I have released a new zero copy sockets snapshot, the code and a brief
update on what has been fixed is here:

http://people.FreeBSD.org/~ken/zero_copy

In short, I fixed the following things, which were found by Alfred
Perlstein:

 - fix a race in the vm object allocation in jumbo_vm_init()
 - use a sysinit to initialize the jumbo_mutex, since there is really no
   other way to avoid a race between checking the mutex to see if it has
   been initialized and actually initializing it.
 - use SLIST_FIRST instead of directly accessing the first element in
   the inuse list.
 - don't call malloc(9) with M_WAITOK while holding a mutex.

Between the last snapshot and this one, jhb (or someone else, can't
remember who) turned on the WITNESS logging that flags when there is a
potential sleep while a mutex is held.

That has uncovered a whole slew of warnings in the zero copy code.  Some of
the warnings are present in the ti(4) driver without my patches, some of
them are only triggered by the zero copy patches.

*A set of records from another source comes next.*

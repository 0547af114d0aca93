use serde::{Deserialize, Serialize};
use std::time::Duration;

/// Default number of search results when the caller does not ask for a count.
pub const DEFAULT_NUM_RESULTS: usize = 5;

/// Total budget (connect + read) for one page fetch.
pub const FETCH_TIMEOUT: Duration = Duration::from_secs(10);

/// Identification sent with every page fetch. Plain enough to get past basic bot filters.
pub const FETCH_USER_AGENT: &str = "Mozilla/5.0";

/// Prefix of the single-element list returned when a search fails.
pub const SEARCH_ERROR_PREFIX: &str = "Error performing Google search: ";

#[derive(thiserror::Error, Debug)]
pub enum Error {
    #[error("invalid url: {0}")]
    InvalidUrl(String),
    #[error("fetch failed: {0}")]
    Fetch(String),
    #[error("search failed: {0}")]
    Search(String),
    #[error("not configured: {0}")]
    NotConfigured(String),
}

impl Error {
    /// Message without the category prefix, for embedding in caller-facing strings.
    pub fn detail(&self) -> &str {
        match self {
            Self::InvalidUrl(s) | Self::Fetch(s) | Self::Search(s) | Self::NotConfigured(s) => s,
        }
    }
}

pub type Result<T> = std::result::Result<T, Error>;

/// Render an error with its `source()` chain, `outer: inner: innermost`.
///
/// reqwest's top-level messages ("error sending request for url ...") hide the
/// actual cause (DNS, refused, TLS), which lives further down the chain.
pub fn error_chain(e: &(dyn std::error::Error + 'static)) -> String {
    let mut out = e.to_string();
    let mut cur = e.source();
    while let Some(s) = cur {
        let msg = s.to_string();
        if !msg.is_empty() && !out.contains(&msg) {
            out.push_str(": ");
            out.push_str(&msg);
        }
        cur = s.source();
    }
    out
}

#[derive(Debug, Clone, Serialize, Deserialize)]
pub struct FetchRequest {
    pub url: String,
}

impl FetchRequest {
    pub fn new(url: impl Into<String>) -> Self {
        Self { url: url.into() }
    }
}

#[derive(Debug, Clone, Serialize, Deserialize)]
pub struct FetchResponse {
    pub url: String,
    /// Where the request ended up after redirects.
    pub final_url: String,
    pub status: u16,
    /// Body decoded to text using the response charset. Empty unless `status == 200`.
    pub body: String,
}

impl FetchResponse {
    pub fn redirected(&self) -> bool {
        self.final_url != self.url
    }
}

#[async_trait::async_trait]
pub trait FetchBackend: Send + Sync {
    /// Perform one request. Any HTTP status is returned as data; `Err` means
    /// the exchange itself failed (bad URL, DNS, connect, TLS, timeout, body).
    async fn fetch(&self, req: &FetchRequest) -> Result<FetchResponse>;
}

#[derive(Debug, Clone, Serialize, Deserialize)]
pub struct SearchQuery {
    pub query: String,
    pub max_results: usize,
}

impl SearchQuery {
    pub fn new(query: impl Into<String>) -> Self {
        Self {
            query: query.into(),
            max_results: DEFAULT_NUM_RESULTS,
        }
    }

    pub fn with_max_results(mut self, n: usize) -> Self {
        self.max_results = n;
        self
    }
}

#[derive(Debug, Clone, PartialEq, Eq, Serialize, Deserialize)]
pub struct SearchResult {
    pub url: String,
}

#[derive(Debug, Clone, Default, Serialize, Deserialize)]
pub struct SearchResponse {
    /// Provider relevance order.
    pub results: Vec<SearchResult>,
}

#[async_trait::async_trait]
pub trait SearchProvider: Send + Sync {
    fn name(&self) -> &'static str;
    async fn search(&self, q: &SearchQuery) -> Result<SearchResponse>;
}
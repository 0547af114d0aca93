//! `gsearch-mcp` crate (library surface).
//!
//! The primary entrypoint is the `gsearch-mcp` binary: an MCP stdio server
//! exposing `google_search_tool` and `fetch_page_text`, plus `search`/`fetch`
//! subcommands that run the same operations once from a shell.

/// Name the MCP server announces to clients.
pub const SERVER_NAME: &str = "google_search";
use gsearch_core::{FetchBackend, SearchProvider, DEFAULT_NUM_RESULTS};
use gsearch_local::{ops, search, LocalFetcher};
use rmcp::{
    handler::server::router::tool::ToolRouter as RmcpToolRouter,
    handler::server::wrapper::Parameters,
    model::{CallToolResult, ServerCapabilities, ServerInfo},
    tool, tool_handler, tool_router,
    transport::stdio,
    ErrorData as McpError, ServiceExt,
};
use schemars::JsonSchema;
use serde::Deserialize;
use std::sync::Arc;

mod envelope;
use envelope::*;

fn default_num_results() -> i64 {
    DEFAULT_NUM_RESULTS as i64
}

#[derive(Debug, Deserialize, JsonSchema)]
pub(crate) struct GoogleSearchArgs {
    /// The search query.
    query: String,
    /// Number of results to fetch.
    #[serde(default = "default_num_results")]
    num_results: i64,
}

#[derive(Debug, Deserialize, JsonSchema)]
pub(crate) struct FetchPageTextArgs {
    /// The URL to fetch.
    url: String,
}

#[derive(Clone)]
pub(crate) struct GSearchMcp {
    tool_router: RmcpToolRouter<Self>,
    provider: Arc<dyn SearchProvider>,
    fetcher: Arc<dyn FetchBackend>,
}

#[tool_router]
impl GSearchMcp {
    pub(crate) fn new() -> Result<Self, McpError> {
        let client = gsearch_local::oneshot_client_builder()
            .build()
            .map_err(|e| McpError::internal_error(e.to_string(), None))?;
        let fetcher =
            LocalFetcher::new().map_err(|e| McpError::internal_error(e.to_string(), None))?;
        Ok(Self::with_backends(
            search::provider_from_env(client),
            Arc::new(fetcher),
        ))
    }

    pub(crate) fn with_backends(
        provider: Arc<dyn SearchProvider>,
        fetcher: Arc<dyn FetchBackend>,
    ) -> Self {
        Self {
            tool_router: Self::tool_router(),
            provider,
            fetcher,
        }
    }

    #[tool(description = "Perform a Google search and return the top URLs.")]
    async fn google_search_tool(
        &self,
        params: Parameters<GoogleSearchArgs>,
    ) -> Result<CallToolResult, McpError> {
        let args = params.0;
        let t0 = std::time::Instant::now();
        let urls = ops::google_search(self.provider.as_ref(), &args.query, args.num_results).await;
        tracing::info!(
            tool = "google_search_tool",
            provider = self.provider.name(),
            num_results = args.num_results,
            returned = urls.len(),
            elapsed_ms = t0.elapsed().as_millis() as u64,
            "tool call"
        );
        Ok(list_result(urls))
    }

    #[tool(description = "Fetch and return the cleaned text content of a webpage.")]
    async fn fetch_page_text(
        &self,
        params: Parameters<FetchPageTextArgs>,
    ) -> Result<CallToolResult, McpError> {
        let args = params.0;
        let t0 = std::time::Instant::now();
        let text = ops::fetch_page_text(self.fetcher.as_ref(), &args.url).await;
        tracing::info!(
            tool = "fetch_page_text",
            url = %args.url,
            chars = text.chars().count(),
            elapsed_ms = t0.elapsed().as_millis() as u64,
            "tool call"
        );
        Ok(text_result(text))
    }
}

#[tool_handler]
impl rmcp::ServerHandler for GSearchMcp {
    fn get_info(&self) -> ServerInfo {
        let mut info = ServerInfo {
            instructions: Some(
                "Google search (google_search_tool) and page text extraction (fetch_page_text). Failures are reported in the returned text, never as tool errors."
                    .to_string(),
            ),
            capabilities: ServerCapabilities::builder().enable_tools().build(),
            ..Default::default()
        };
        info.server_info.name = gsearch_mcp::SERVER_NAME.to_string();
        info.server_info.version = env!("CARGO_PKG_VERSION").to_string();
        info
    }
}

pub(crate) async fn serve_stdio() -> Result<(), McpError> {
    let svc = GSearchMcp::new()?;
    tracing::info!(
        server = gsearch_mcp::SERVER_NAME,
        provider = svc.provider.name(),
        "serving MCP over stdio"
    );
    let running = svc
        .serve(stdio())
        .await
        .map_err(|e| McpError::internal_error(e.to_string(), None))?;
    // Keep the stdio server alive until the client closes.
    running
        .waiting()
        .await
        .map_err(|e| McpError::internal_error(e.to_string(), None))?;
    Ok(())
}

Below is an abbreviated list of places where I found problems.

Most of these problems are in areas where I could use some help to figure
out what the best course of action to take is.  So any comments on how to
get these things fixed up (or better yet, code!) would be welcome!

1.  sf_buf_init() calls kmem_alloc_pageable(), which through several calls
    ends up calling vm_map_entry_create(). vm_map_entry_create() calls
    uma_zalloc() with M_WAITOK.

2.  sf_buf_init() calls malloc() *with* M_NOWAIT, but the VM code ends up
    calling vm_map_entry_create(), so you have the same problem as above.

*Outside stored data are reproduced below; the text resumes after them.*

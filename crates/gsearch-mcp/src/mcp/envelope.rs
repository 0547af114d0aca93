use rmcp::model::{CallToolResult, Content};

// Both tools answer on the success channel; failures live in the payload text.

/// One text item per entry, plus `{"result": [...]}` for structured consumers.
pub(crate) fn list_result(items: Vec<String>) -> CallToolResult {
    let mut r = CallToolResult::structured(serde_json::json!({ "result": &items }));
    r.content = items.into_iter().map(Content::text).collect();
    r
}

/// A single text item, plus `{"result": "..."}` for structured consumers.
pub(crate) fn text_result(text: String) -> CallToolResult {
    let mut r = CallToolResult::structured(serde_json::json!({ "result": &text }));
    r.content = vec![Content::text(text)];
    r
}

#[cfg(test)]
pub(crate) fn texts_of(r: &CallToolResult) -> Vec<String> {
    r.content
        .iter()
        .filter_map(|c| c.as_text())
        .map(|t| t.text.clone())
        .collect()
}
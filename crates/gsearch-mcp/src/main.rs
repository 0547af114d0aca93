use anyhow::Result;
use clap::{Parser, Subcommand};
use gsearch_local::{ops, search, LocalFetcher};

#[cfg(feature = "stdio")]
mod mcp;

#[derive(Parser, Debug)]
#[command(name = "gsearch-mcp")]
#[command(about = "Google search + page text tools (MCP stdio server)", long_about = None)]
struct Cli {
    /// Defaults to `mcp-stdio`.
    #[command(subcommand)]
    command: Option<Commands>,
}

#[derive(Subcommand, Debug)]
enum Commands {
    /// Run as an MCP stdio server (for MCP clients).
    #[cfg(feature = "stdio")]
    McpStdio,
    /// Run one search and print the URL list the tool would return.
    Search(SearchCmd),
    /// Fetch one URL and print the text the tool would return.
    Fetch(FetchCmd),
}

#[derive(clap::Args, Debug)]
struct SearchCmd {
    /// Search query.
    #[arg(long)]
    query: String,
    /// Number of results (values <= 0 return an empty list).
    #[arg(long, default_value_t = gsearch_core::DEFAULT_NUM_RESULTS as i64, allow_negative_numbers = true)]
    num_results: i64,
    /// Output format: json|text
    #[arg(long = "output", alias = "format", default_value = "json")]
    output: String,
}

#[derive(clap::Args, Debug)]
struct FetchCmd {
    /// URL to fetch.
    #[arg(long)]
    url: String,
    /// Output format: json|text
    #[arg(long = "output", alias = "format", default_value = "text")]
    output: String,
}

fn init_logging() {
    // stdout carries the MCP stream; logs go to stderr.
    let _ = tracing_subscriber::fmt()
        .with_env_filter(
            tracing_subscriber::EnvFilter::try_from_default_env()
                .unwrap_or_else(|_| tracing_subscriber::EnvFilter::new("info")),
        )
        .with_writer(std::io::stderr)
        .with_ansi(false)
        .with_target(false)
        .try_init();
}

fn is_text(output: &str) -> bool {
    output.eq_ignore_ascii_case("text")
}

#[tokio::main]
async fn main() -> Result<()> {
    let cli = Cli::parse();
    init_logging();

    match cli.command {
        #[cfg(feature = "stdio")]
        None | Some(Commands::McpStdio) => {
            mcp::serve_stdio()
                .await
                .map_err(|e| anyhow::anyhow!(e.to_string()))?;
        }
        #[cfg(not(feature = "stdio"))]
        None => {
            anyhow::bail!("built without the `stdio` feature; pass a subcommand (see --help)");
        }
        Some(Commands::Search(args)) => {
            let client = gsearch_local::oneshot_client_builder().build()?;
            let provider = search::provider_from_env(client);
            let urls = ops::google_search(provider.as_ref(), &args.query, args.num_results).await;
            if is_text(&args.output) {
                for u in urls {
                    println!("{u}");
                }
            } else {
                println!("{}", serde_json::json!(urls));
            }
        }
        Some(Commands::Fetch(args)) => {
            let fetcher = LocalFetcher::new()?;
            let text = ops::fetch_page_text(&fetcher, &args.url).await;
            if is_text(&args.output) {
                println!("{text}");
            } else {
                println!("{}", serde_json::json!(text));
            }
        }
    }
    Ok(())
}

3.  ti_attach() calls bus_alloc_resource(), which through a ton of calls
    ends up calling vm_map_entry_create(), same problem as above.

4.  ti_attach() calls bus_setup_intr(), which through various calls ends up
    calling ithread_create(), which calls malloc() with M_WAITOK.

5.  ti_attach() calls bus_setup_intr(), which through various calls ends up
    calling ithread_create(), which calls kthread_create(), which calls
    fork1(), which calls uma_zalloc() with M_WAITOK.

6.  ti_attach() calls bus_setup_intr(), which through various calls ends up
    calling ithread_create(), which calls kthread_create(), which calls
    fork1(), which calls MALLOC() with M_WAITOK in various places.

7.  see the previous entry, fork1() calls fdcopy(), which calls MALLOC()
    with M_WAITOK.

8.  see entry 6, fork1() calls vm_forkproc(), which calls pmap_new_proc(),
    which calls vm_object_allocate(), which does a uma_zalloc with M_WAITOK.

9.  see above, pmap_new_proc() calls kmem_alloc_nofault(), which calls
    vm_map_find(), which through several calls calls vm_map_entry_create().

10. fork1() calls pmap_new_thread(), which calls vm_object_allocate(),
    which does a uma_zalloc() with M_WAITOK.

11. ti_attach() calls bus_setup_intr(), which ends up calling
    ithread_add_handler() through several layers of indirection. 
    ithread_add_handler() calls malloc with M_WAITOK. 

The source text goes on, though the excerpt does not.